__Action item__
Examine the entries and show every line in which the word "UnaryOp" is found.

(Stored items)
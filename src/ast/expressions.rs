use crate::ast::{BinOp, Function, Selector, UnaryOp};

/// Abstract Syntax Tree node representing a parsed tag expression.
///
/// Nodes are built once at registration time and never mutated afterwards.
#[derive(Debug, Clone, PartialEq)]
pub enum Expr {
    /// Field reference
    ///
    /// # Examples
    /// ```text
    /// $
    /// (a.b)$
    /// !$[0]
    /// ```
    Selector(Selector),

    // Literals
    /// Numeric literal; every number is a 64-bit float
    ///
    /// # Example
    /// ```text
    /// 42
    /// 3.5
    /// ```
    Float(f64),

    /// String literal in single or double quotes
    String(String),

    /// Boolean literal
    Boolean(bool),

    /// `nil` (or `null`)
    Nil,

    /// Parenthesised sub-expression, sorted independently of its parent
    ///
    /// # Example
    /// ```text
    /// ($+1)*2
    /// ```
    Group(Box<Expr>),

    /// Prefix operator applied to a non-selector operand
    ///
    /// # Examples
    /// ```text
    /// !($>0)
    /// -len($)
    /// ```
    Unary { op: UnaryOp, operand: Box<Expr> },

    /// Binary operation (arithmetic, comparison, logical)
    BinaryOp {
        op: BinOp,
        left: Box<Expr>,
        right: Box<Expr>,
    },

    /// Built-in function call
    ///
    /// # Examples
    /// ```text
    /// len($)
    /// regexp('^\w+$')
    /// in($, 'a', 'b')
    /// ```
    Call { func: Function, args: Vec<Expr> },
}

impl Expr {
    pub fn binary(op: BinOp, left: Expr, right: Expr) -> Self {
        Expr::BinaryOp {
            op,
            left: Box::new(left),
            right: Box::new(right),
        }
    }
}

__Solution to this task__
use crate::ast::{BinOp, Function, Selector, UnaryOp};
    Unary { op: UnaryOp, operand: Box<Expr> },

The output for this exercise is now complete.